Rivindu Perera

A Multi-Strategy Approach for Lexicalizing Linked Open Data

This paper aims at exploiting Linked Data for generating natural text, often referred to as lexicalization. We propose a framework that can generate patterns which can be used to lexicalize Linked Data triples. Linked Data is structured knowledge organized in the form of triples consisting of a subject, a predicate and an object. We use DBpedia as the Linked Data source which is not only free but is currently the fastest growing data source organized as Linked Data. The proposed framework utilizes the Open Information Extraction (OpenIE) to extract relations from natural text and these relations are then aligned with triples to identify lexicalization patterns. We also exploit lexical semantic resources which encode knowledge on lexical, semantic and syntactic information about entities. Our framework uses VerbNet and WordNet as semantic resources.
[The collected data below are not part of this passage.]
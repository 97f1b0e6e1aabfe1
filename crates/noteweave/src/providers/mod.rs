//! AI provider abstraction
//!
//! Every backend implements [`ChatProvider`]. The [`registry::ProviderRegistry`] is built
//! once from configuration and the [`selector::ModelSelector`] resolves requests against it.

pub mod anthropic;
pub mod google;
pub mod openai;
pub mod registry;
pub mod retry;
pub mod selector;
pub mod sse;
pub mod stream;
pub mod vision;

use async_trait::async_trait;
use base64::Engine;
use serde::{Deserialize, Serialize};
use std::time::Duration;

use crate::error::{Error, ProviderErrorKind, Result};
use crate::types::Role;

pub use registry::ProviderRegistry;
pub use selector::{ModelSelection, ModelSelector, SelectionReason};
pub use stream::DeltaStream;

/// Supported AI backends
#[derive(Debug, Clone, Copy, Serialize, Deserialize, PartialEq, Eq, Hash)]
pub enum ProviderKind {
    #[serde(rename = "openai")]
    OpenAi,
    #[serde(rename = "anthropic")]
    Anthropic,
    #[serde(rename = "google")]
    Google,
    #[serde(rename = "deepseek")]
    DeepSeek,
    #[serde(rename = "openrouter")]
    OpenRouter,
    #[serde(rename = "local")]
    Local,
}

impl ProviderKind {
    pub const ALL: [ProviderKind; 6] = [
        Self::OpenAi,
        Self::Anthropic,
        Self::Google,
        Self::DeepSeek,
        Self::OpenRouter,
        Self::Local,
    ];

    pub fn as_str(&self) -> &'static str {
        match self {
            Self::OpenAi => "openai",
            Self::Anthropic => "anthropic",
            Self::Google => "google",
            Self::DeepSeek => "deepseek",
            Self::OpenRouter => "openrouter",
            Self::Local => "local",
        }
    }

    pub fn parse(s: &str) -> Option<Self> {
        match s.to_ascii_lowercase().as_str() {
            "openai" => Some(Self::OpenAi),
            "anthropic" | "claude" => Some(Self::Anthropic),
            "google" | "gemini" => Some(Self::Google),
            "deepseek" => Some(Self::DeepSeek),
            "openrouter" => Some(Self::OpenRouter),
            "local" | "ollama" => Some(Self::Local),
            _ => None,
        }
    }

    /// Guess which backend serves a bare model name
    pub fn infer_from_model(model: &str) -> Self {
        let m = model.to_ascii_lowercase();
        if m.contains('/') {
            Self::OpenRouter
        } else if m.starts_with("gpt-")
            || m.starts_with("chatgpt")
            || m.starts_with("o1")
            || m.starts_with("o3")
            || m.starts_with("o4")
            || m.starts_with("text-embedding-3")
        {
            Self::OpenAi
        } else if m.starts_with("claude") {
            Self::Anthropic
        } else if m.starts_with("gemini") || m.starts_with("text-embedding-004") {
            Self::Google
        } else if m.starts_with("deepseek") {
            Self::DeepSeek
        } else {
            Self::Local
        }
    }
}

impl std::fmt::Display for ProviderKind {
    fn fmt(&self, f: &mut std::fmt::Formatter<'_>) -> std::fmt::Result {
        f.write_str(self.as_str())
    }
}

/// Image passed inline to a vision model
#[derive(Debug, Clone, PartialEq)]
pub struct InlineImage {
    pub mime_type: String,
    /// Base64 payload
    pub data: String,
}

impl InlineImage {
    pub fn from_bytes(mime_type: impl Into<String>, bytes: &[u8]) -> Self {
        Self {
            mime_type: mime_type.into(),
            data: base64::engine::general_purpose::STANDARD.encode(bytes),
        }
    }

    /// Parse a `data:<mime>;base64,<payload>` URL
    pub fn from_data_url(url: &str) -> Option<Self> {
        let rest = url.strip_prefix("data:")?;
        let (meta, data) = rest.split_once(',')?;
        let mime_type = meta.strip_suffix(";base64")?;
        if mime_type.is_empty() || data.is_empty() {
            return None;
        }
        Some(Self {
            mime_type: mime_type.to_string(),
            data: data.to_string(),
        })
    }

    pub fn data_url(&self) -> String {
        format!("data:{};base64,{}", self.mime_type, self.data)
    }
}

/// A message as sent to a provider
#[derive(Debug, Clone, PartialEq)]
pub struct ChatMessage {
    pub role: Role,
    pub content: String,
    pub images: Vec<InlineImage>,
}

impl ChatMessage {
    pub fn new(role: Role, content: impl Into<String>) -> Self {
        Self {
            role,
            content: content.into(),
            images: Vec::new(),
        }
    }

    pub fn system(content: impl Into<String>) -> Self {
        Self::new(Role::System, content)
    }

    pub fn user(content: impl Into<String>) -> Self {
        Self::new(Role::User, content)
    }

    pub fn assistant(content: impl Into<String>) -> Self {
        Self::new(Role::Assistant, content)
    }

    pub fn with_images(mut self, images: Vec<InlineImage>) -> Self {
        self.images = images;
        self
    }
}

/// Per-call generation options
#[derive(Debug, Clone, Default)]
pub struct ChatOptions {
    pub temperature: Option<f32>,
    pub max_tokens: Option<u32>,
    /// Overrides the provider's configured timeout; ignored for streamed calls
    pub timeout: Option<Duration>,
}

/// Capability set every AI backend implements
#[async_trait]
pub trait ChatProvider: Send + Sync {
    fn kind(&self) -> ProviderKind;

    /// Provider name for logging
    fn name(&self) -> &str;

    /// Model used when the caller does not name one
    fn default_model(&self) -> &str;

    /// Preferred model for turns carrying images
    fn vision_model(&self) -> Option<&str>;

    /// Whether `model` accepts image input
    fn supports_vision(&self, model: &str) -> bool;

    /// Complete a conversation and return the full reply
    async fn chat(&self, messages: &[ChatMessage], model: &str, options: &ChatOptions)
        -> Result<String>;

    /// Complete a conversation as a cancellable sequence of text deltas
    async fn stream_chat(
        &self,
        messages: &[ChatMessage],
        model: &str,
        options: &ChatOptions,
    ) -> Result<DeltaStream>;

    /// Embed a text
    async fn embed(&self, text: &str, model: &str) -> Result<Vec<f32>>;

    /// Check if the provider is reachable and accepts our credentials
    async fn health_check(&self) -> Result<bool>;
}

/// Map a transport error from reqwest into the provider taxonomy
pub(crate) fn transport_error(provider: &str, err: reqwest::Error) -> Error {
    let kind = if err.is_timeout() {
        ProviderErrorKind::Timeout
    } else if err.is_connect() || err.is_request() || err.is_body() || err.is_decode() {
        ProviderErrorKind::Unavailable
    } else if let Some(status) = err.status() {
        ProviderErrorKind::from_status(status.as_u16())
    } else {
        ProviderErrorKind::Unavailable
    };
    Error::provider(provider, kind, err.to_string())
}

/// Turn a non-success HTTP response into a classified provider error
pub(crate) async fn check_status(
    provider: &str,
    response: reqwest::Response,
) -> Result<reqwest::Response> {
    let status = response.status();
    if status.is_success() {
        return Ok(response);
    }
    let body = response.text().await.unwrap_or_default();
    let kind = ProviderErrorKind::from_status(status.as_u16());
    Err(Error::provider(
        provider,
        kind,
        format!("HTTP {} - {}", status, truncate(&body, 500)),
    ))
}

/// Classify an error reported inside a response body or stream frame
pub(crate) fn classify_error_label(label: &str) -> ProviderErrorKind {
    let label = label.to_ascii_lowercase();
    if label.contains("rate") || label.contains("quota") || label.contains("resource_exhausted") {
        ProviderErrorKind::RateLimited
    } else if label.contains("overload")
        || label.contains("unavailable")
        || label.contains("server_error")
        || label.contains("api_error")
        || label.contains("internal")
    {
        ProviderErrorKind::Unavailable
    } else if label.contains("timeout") || label.contains("deadline") {
        ProviderErrorKind::Timeout
    } else if label.contains("auth") || label.contains("permission") || label.contains("api_key") {
        ProviderErrorKind::Auth
    } else {
        ProviderErrorKind::InvalidRequest
    }
}

/// Shared client; only connecting is bounded here so streamed bodies can outlive the call timeout
pub(crate) fn build_http_client(connect_timeout: Duration) -> Result<reqwest::Client> {
    reqwest::Client::builder()
        .connect_timeout(connect_timeout)
        .pool_max_idle_per_host(5)
        .build()
        .map_err(|e| Error::Config(format!("Failed to create HTTP client: {}", e)))
}

/// Bound a whole non-streaming call; streamed replies are bounded by the chat service
pub(crate) fn with_call_timeout(
    builder: reqwest::RequestBuilder,
    options: &ChatOptions,
    default: Duration,
    stream: bool,
) -> reqwest::RequestBuilder {
    if stream {
        builder
    } else {
        builder.timeout(options.timeout.unwrap_or(default))
    }
}

fn truncate(s: &str, max: usize) -> &str {
    match s.char_indices().nth(max) {
        Some((i, _)) => &s[..i],
        None => s,
    }
}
The extracted patterns are ranked and categorized based on the DBpedia ontology class hierarchy. The pattern collection is then sorted based on the score assigned and stored in an index embedded database for use in the framework as well as for future lexical resource. The framework was evaluated for syntactic accuracy and validity by measuring the Mean Reciprocal Rank (MRR) of the first correct pattern. The results indicated that framework can achieve 70.36% accuracy and a MRR value of 0.72 for five DBpedia ontology classes generating 101 accurate lexicalization patterns.